§ Required work
Precisely the lines from the one with "for the gateway" through the end of the data, both included, must make up the response, each restated word for word.

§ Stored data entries
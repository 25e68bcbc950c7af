//! Error types for the gateway
//!
//! Provider-facing code raises the typed variants of [`GatewayError`]; the
//! fallback orchestrator classifies them with [`GatewayError::failure_kind`]
//! to decide where to retry.

mod classify;
mod constructors;
mod types;

pub use classify::FailureKind;
pub use types::{GatewayError, GatewayResult};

§ Your response
//! Error types for the gateway
//!
//! Provider-facing code raises the typed variants of [`GatewayError`]; the
//! fallback orchestrator classifies them with [`GatewayError::failure_kind`]
//! to decide where to retry.

mod classify;
mod constructors;
mod types;

pub use classify::FailureKind;
pub use types::{GatewayError, GatewayResult};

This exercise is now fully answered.